> WHAT THIS TASK INVOLVES:
Set the data down again so that every line matches exactly.

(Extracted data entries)
# # # # #

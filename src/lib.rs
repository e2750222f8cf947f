//! # Capital Tracker
//!
//! Reconstructs the latent behavior of major-capital participants from
//! Level-2 tick-by-tick trade prints of a single equity.
//!
//! # Overview
//!
//! From a time-ordered stream of executions with best-bid/best-ask
//! context, the pipeline:
//!
//! - classifies each print by intent (aggressive vs defensive, buy vs
//!   sell, noise),
//! - aggregates contemporaneous prints into *synthetic orders* that
//!   approximate split parent orders, detecting TWAP/VWAP execution
//!   patterns,
//! - computes an intent-weighted volume-weighted cost basis and net
//!   flow,
//! - builds a price-bucketed holding distribution ("chip distribution")
//!   whose peaks cross-validate the cost estimate.
//!
//! The output is a statistical support/resistance band, not an
//! accounting figure: no counterparty identity is inferred and no
//! trading recommendation is produced.
//!
//! # Architecture
//!
//! ```text
//! ┌─────────────────────────────────────────────────────────────────┐
//! │                        Capital Tracker                          │
//! ├─────────────────────────────────────────────────────────────────┤
//! │  classifier/  - per-tick intent labels against quote context    │
//! │  synthetic/   - rolling-window parent-order reconstruction      │
//! │  cost/        - weighted cost basis, moving averages, net flow  │
//! │  chip/        - price-bucketed holding histogram + validation   │
//! │  session/     - per-(symbol, date) driver producing DayResult   │
//! │  batch/       - rayon-parallel multi-symbol driver (optional)   │
//! └─────────────────────────────────────────────────────────────────┘
//! ```
//!
//! # Determinism
//!
//! The core is single-threaded and event-driven per symbol. Window
//! eviction runs on event time, never the wall clock, so identical tick
//! sequences always yield identical results — a requirement for
//! reproducible historical replay. Across symbols, sessions share
//! nothing mutable and may run in parallel (see [`batch`]).
//!
//! # Example
//!
//! ```ignore
//! use capital_tracker::prelude::*;
//!
//! let analyzer = SessionAnalyzer::new(AnalysisConfig::default())?;
//! let result = analyzer.analyze_day("600000", date, &ticks, &prior_costs, float_cap);
//! println!("cost {:.2} ({:?})", result.weighted_cost, result.validation_status);
//! ```

pub mod chip;
pub mod classifier;
pub mod config;
pub mod cost;
pub mod error;
pub mod prelude;
pub mod session;
pub mod synthetic;
pub mod types;

#[cfg(feature = "parallel")]
pub mod batch;

// Re-exports - Data model
pub use types::{Direction, Tick, TickFault};

// Re-exports - Classifier
pub use classifier::{Classification, Label, TickClassifier};

// Re-exports - Synthetic orders
pub use synthetic::{BufferStats, OrderType, SyntheticOrder, SyntheticOrderBuilder, TradeSide};

// Re-exports - Cost / flow
pub use cost::{CostCalculator, KahanSum, NetFlow, OrderStatistics, WeightMap};

// Re-exports - Chip analysis
pub use chip::{
    ChipAnalyzer, ChipDistribution, ChipMigration, ChipPeak, MigrationDirection,
    SupportResistance, ValidationStatus,
};

// Re-exports - Session driver
pub use session::{DayResult, QualityCounters, SessionAnalyzer};

// Re-exports - Configuration and errors
pub use config::AnalysisConfig;
pub use error::{AnalysisError, Result};

#[cfg(feature = "parallel")]
pub use batch::{BatchConfig, BatchOutput, BatchProcessor, ErrorMode, SessionFailure, SessionJob};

# # # # #

> WRITTEN SOLUTION:
filename src/lib.rs
repository e2750222f8cf947f
//! # Capital Tracker
//!
//! Reconstructs the latent behavior of major-capital participants from
//! Level-2 tick-by-tick trade prints of a single equity.
//!
//! # Overview
//!
//! From a time-ordered stream of executions with best-bid/best-ask
//! context, the pipeline:
//!
//! - classifies each print by intent (aggressive vs defensive, buy vs
//!   sell, noise),
//! - aggregates contemporaneous prints into *synthetic orders* that
//!   approximate split parent orders, detecting TWAP/VWAP execution
//!   patterns,
//! - computes an intent-weighted volume-weighted cost basis and net
//!   flow,
//! - builds a price-bucketed holding distribution ("chip distribution")
//!   whose peaks cross-validate the cost estimate.
//!
//! The output is a statistical support/resistance band, not an
//! accounting figure: no counterparty identity is inferred and no
//! trading recommendation is produced.
//!
//! # Architecture
//!
//! ```text
//! ┌─────────────────────────────────────────────────────────────────┐
//! │                        Capital Tracker                          │
//! ├─────────────────────────────────────────────────────────────────┤
//! │  classifier/  - per-tick intent labels against quote context    │
//! │  synthetic/   - rolling-window parent-order reconstruction      │
//! │  cost/        - weighted cost basis, moving averages, net flow  │
//! │  chip/        - price-bucketed holding histogram + validation   │
//! │  session/     - per-(symbol, date) driver producing DayResult   │
//! │  batch/       - rayon-parallel multi-symbol driver (optional)   │
//! └─────────────────────────────────────────────────────────────────┘
//! ```
//!
//! # Determinism
//!
//! The core is single-threaded and event-driven per symbol. Window
//! eviction runs on event time, never the wall clock, so identical tick
//! sequences always yield identical results — a requirement for
//! reproducible historical replay. Across symbols, sessions share
//! nothing mutable and may run in parallel (see [`batch`]).
//!
//! # Example
//!
//! ```ignore
//! use capital_tracker::prelude::*;
//!
//! let analyzer = SessionAnalyzer::new(AnalysisConfig::default())?;
//! let result = analyzer.analyze_day("600000", date, &ticks, &prior_costs, float_cap);
//! println!("cost {:.2} ({:?})", result.weighted_cost, result.validation_status);
//! ```

pub mod chip;
pub mod classifier;
pub mod config;
pub mod cost;
pub mod error;
pub mod prelude;
pub mod session;
pub mod synthetic;
pub mod types;

#[cfg(feature = "parallel")]
pub mod batch;

// Re-exports - Data model
pub use types::{Direction, Tick, TickFault};

// Re-exports - Classifier
pub use classifier::{Classification, Label, TickClassifier};

// Re-exports - Synthetic orders
pub use synthetic::{BufferStats, OrderType, SyntheticOrder, SyntheticOrderBuilder, TradeSide};

// Re-exports - Cost / flow
pub use cost::{CostCalculator, KahanSum, NetFlow, OrderStatistics, WeightMap};

// Re-exports - Chip analysis
pub use chip::{
    ChipAnalyzer, ChipDistribution, ChipMigration, ChipPeak, MigrationDirection,
    SupportResistance, ValidationStatus,
};

// Re-exports - Session driver
pub use session::{DayResult, QualityCounters, SessionAnalyzer};

// Re-exports - Configuration and errors
pub use config::AnalysisConfig;
pub use error::{AnalysisError, Result};

#[cfg(feature = "parallel")]
pub use batch::{BatchConfig, BatchOutput, BatchProcessor, ErrorMode, SessionFailure, SessionJob};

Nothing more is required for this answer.